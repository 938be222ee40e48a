use crate::calculator::{self, QUOTE_COUNT};
use crossterm::event::{KeyCode, KeyEvent, KeyEventKind, KeyModifiers};

#[derive(Debug, Clone, Copy, PartialEq, Eq)]
pub enum Field {
    Budget,
    DownPayment,
    Rate,
}

impl Field {
    pub const ALL: [Field; 3] = [Field::Budget, Field::DownPayment, Field::Rate];

    pub fn index(self) -> usize {
        match self {
            Field::Budget => 0,
            Field::DownPayment => 1,
            Field::Rate => 2,
        }
    }

    // Clamped moves
    pub fn below(self) -> Field {
        match self {
            Field::Budget => Field::DownPayment,
            Field::DownPayment | Field::Rate => Field::Rate,
        }
    }

    pub fn above(self) -> Field {
        match self {
            Field::Budget | Field::DownPayment => Field::Budget,
            Field::Rate => Field::DownPayment,
        }
    }

    // Wrapping moves
    pub fn next(self) -> Field {
        match self {
            Field::Budget => Field::DownPayment,
            Field::DownPayment => Field::Rate,
            Field::Rate => Field::Budget,
        }
    }

    pub fn previous(self) -> Field {
        match self {
            Field::Budget => Field::Rate,
            Field::DownPayment => Field::Budget,
            Field::Rate => Field::DownPayment,
        }
    }

    pub fn prompt(self) -> &'static str {
        match self {
            Field::Budget => "Enter the total budget for the house (in USD): ",
            Field::DownPayment => "Enter the percentage of the budget to be used as down payment: ",
            Field::Rate => "Enter the current annual interest rate for a 30-year mortgage (in %): ",
        }
    }
}

#[derive(Debug, Clone, PartialEq)]
pub struct FormState {
    pub budget: String,
    pub down_payment: String,
    pub rate: String,
    pub focus: Field,
    pub results: [String; QUOTE_COUNT],
}

impl Default for FormState {
    fn default() -> Self {
        Self {
            budget: String::new(),
            down_payment: String::new(),
            rate: String::new(),
            focus: Field::Budget,
            results: Default::default(),
        }
    }
}

impl FormState {
    pub fn text(&self, field: Field) -> &str {
        match field {
            Field::Budget => &self.budget,
            Field::DownPayment => &self.down_payment,
            Field::Rate => &self.rate,
        }
    }

    fn focused_text_mut(&mut self) -> &mut String {
        match self.focus {
            Field::Budget => &mut self.budget,
            Field::DownPayment => &mut self.down_payment,
            Field::Rate => &mut self.rate,
        }
    }

    fn calculate_payments(&mut self) {
        self.results = calculator::calculate(&self.budget, &self.down_payment, &self.rate);
        log::debug!(
            "calculated budget={:?} down_payment={:?} rate={:?} valid={}",
            self.budget,
            self.down_payment,
            self.rate,
            self.results[0] != calculator::INVALID_INPUT
        );
    }
}

#[derive(Debug, Clone, Copy, PartialEq, Eq)]
pub enum Action {
    Quit,
    FocusUp,
    FocusDown,
    CycleForward,
    CycleBackward,
    Calculate,
    DeleteLast,
    Append(char),
}

#[derive(Debug, Clone, Copy, PartialEq, Eq)]
pub enum Flow {
    Continue,
    Quit,
}

pub fn update(state: &mut FormState, action: Action) -> Flow {
    match action {
        Action::Quit => return Flow::Quit,
        Action::FocusUp => state.focus = state.focus.above(),
        Action::FocusDown => state.focus = state.focus.below(),
        Action::CycleForward => state.focus = state.focus.next(),
        Action::CycleBackward => state.focus = state.focus.previous(),
        Action::Calculate => state.calculate_payments(),
        Action::DeleteLast => {
            state.focused_text_mut().pop();
        }
        Action::Append(c) => state.focused_text_mut().push(c),
    }
    log::debug!("{:?} -> focus {:?}", action, state.focus);
    Flow::Continue
}

/// Maps a terminal key event to a form action. Named keys without a binding
/// are ignored.
pub fn action_for_key(key: KeyEvent) -> Option<Action> {
    if key.kind != KeyEventKind::Press {
        return None;
    }
    let ctrl = key.modifiers.contains(KeyModifiers::CONTROL);
    match key.code {
        KeyCode::Char('c') if ctrl => Some(Action::Quit),
        KeyCode::Char(_) if ctrl => None,
        KeyCode::Char('q') => Some(Action::Quit),
        KeyCode::Up | KeyCode::Char('k') => Some(Action::FocusUp),
        KeyCode::Down | KeyCode::Char('j') => Some(Action::FocusDown),
        KeyCode::Tab => Some(Action::CycleForward),
        KeyCode::BackTab => Some(Action::CycleBackward),
        KeyCode::Enter => Some(Action::Calculate),
        KeyCode::Backspace => Some(Action::DeleteLast),
        KeyCode::Char(c) => Some(Action::Append(c)),
        _ => None,
    }
}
+ + + + +
Write down all of the listing exactly.

repository 938be222ee40e48a
use crate::calculator::{self, QUOTE_COUNT};
use crossterm::event::{KeyCode, KeyEvent, KeyEventKind, KeyModifiers};

#[derive(Debug, Clone, Copy, PartialEq, Eq)]
pub enum Field {
    Budget,
    DownPayment,
    Rate,
}

impl Field {
    pub const ALL: [Field; 3] = [Field::Budget, Field::DownPayment, Field::Rate];

    pub fn index(self) -> usize {
        match self {
            Field::Budget => 0,
            Field::DownPayment => 1,
            Field::Rate => 2,
        }
    }

    // Clamped moves
    pub fn below(self) -> Field {
        match self {
            Field::Budget => Field::DownPayment,
            Field::DownPayment | Field::Rate => Field::Rate,
        }
    }

    pub fn above(self) -> Field {
        match self {
            Field::Budget | Field::DownPayment => Field::Budget,
            Field::Rate => Field::DownPayment,
        }
    }

    // Wrapping moves
    pub fn next(self) -> Field {
        match self {
            Field::Budget => Field::DownPayment,
            Field::DownPayment => Field::Rate,
            Field::Rate => Field::Budget,
        }
    }

    pub fn previous(self) -> Field {
        match self {
            Field::Budget => Field::Rate,
            Field::DownPayment => Field::Budget,
            Field::Rate => Field::DownPayment,
        }
    }

    pub fn prompt(self) -> &'static str {
        match self {
            Field::Budget => "Enter the total budget for the house (in USD): ",
            Field::DownPayment => "Enter the percentage of the budget to be used as down payment: ",
            Field::Rate => "Enter the current annual interest rate for a 30-year mortgage (in %): ",
        }
    }
}

#[derive(Debug, Clone, PartialEq)]
pub struct FormState {
    pub budget: String,
    pub down_payment: String,
    pub rate: String,
    pub focus: Field,
    pub results: [String; QUOTE_COUNT],
}

impl Default for FormState {
    fn default() -> Self {
        Self {
            budget: String::new(),
            down_payment: String::new(),
            rate: String::new(),
            focus: Field::Budget,
            results: Default::default(),
        }
    }
}

impl FormState {
    pub fn text(&self, field: Field) -> &str {
        match field {
            Field::Budget => &self.budget,
            Field::DownPayment => &self.down_payment,
            Field::Rate => &self.rate,
        }
    }

    fn focused_text_mut(&mut self) -> &mut String {
        match self.focus {
            Field::Budget => &mut self.budget,
            Field::DownPayment => &mut self.down_payment,
            Field::Rate => &mut self.rate,
        }
    }

    fn calculate_payments(&mut self) {
        self.results = calculator::calculate(&self.budget, &self.down_payment, &self.rate);
        log::debug!(
            "calculated budget={:?} down_payment={:?} rate={:?} valid={}",
            self.budget,
            self.down_payment,
            self.rate,
            self.results[0] != calculator::INVALID_INPUT
        );
    }
}

#[derive(Debug, Clone, Copy, PartialEq, Eq)]
pub enum Action {
    Quit,
    FocusUp,
    FocusDown,
    CycleForward,
    CycleBackward,
    Calculate,
    DeleteLast,
    Append(char),
}

#[derive(Debug, Clone, Copy, PartialEq, Eq)]
pub enum Flow {
    Continue,
    Quit,
}

pub fn update(state: &mut FormState, action: Action) -> Flow {
    match action {
        Action::Quit => return Flow::Quit,
        Action::FocusUp => state.focus = state.focus.above(),
        Action::FocusDown => state.focus = state.focus.below(),
        Action::CycleForward => state.focus = state.focus.next(),
        Action::CycleBackward => state.focus = state.focus.previous(),
        Action::Calculate => state.calculate_payments(),
        Action::DeleteLast => {
            state.focused_text_mut().pop();
        }
        Action::Append(c) => state.focused_text_mut().push(c),
    }
    log::debug!("{:?} -> focus {:?}", action, state.focus);
    Flow::Continue
}

/// Maps a terminal key event to a form action. Named keys without a binding
/// are ignored.
pub fn action_for_key(key: KeyEvent) -> Option<Action> {
    if key.kind != KeyEventKind::Press {
        return None;
    }
    let ctrl = key.modifiers.contains(KeyModifiers::CONTROL);
    match key.code {
        KeyCode::Char('c') if ctrl => Some(Action::Quit),
        KeyCode::Char(_) if ctrl => None,
        KeyCode::Char('q') => Some(Action::Quit),
        KeyCode::Up | KeyCode::Char('k') => Some(Action::FocusUp),
        KeyCode::Down | KeyCode::Char('j') => Some(Action::FocusDown),
        KeyCode::Tab => Some(Action::CycleForward),
        KeyCode::BackTab => Some(Action::CycleBackward),
        KeyCode::Enter => Some(Action::Calculate),
        KeyCode::Backspace => Some(Action::DeleteLast),
        KeyCode::Char(c) => Some(Action::Append(c)),
        _ => None,
    }
}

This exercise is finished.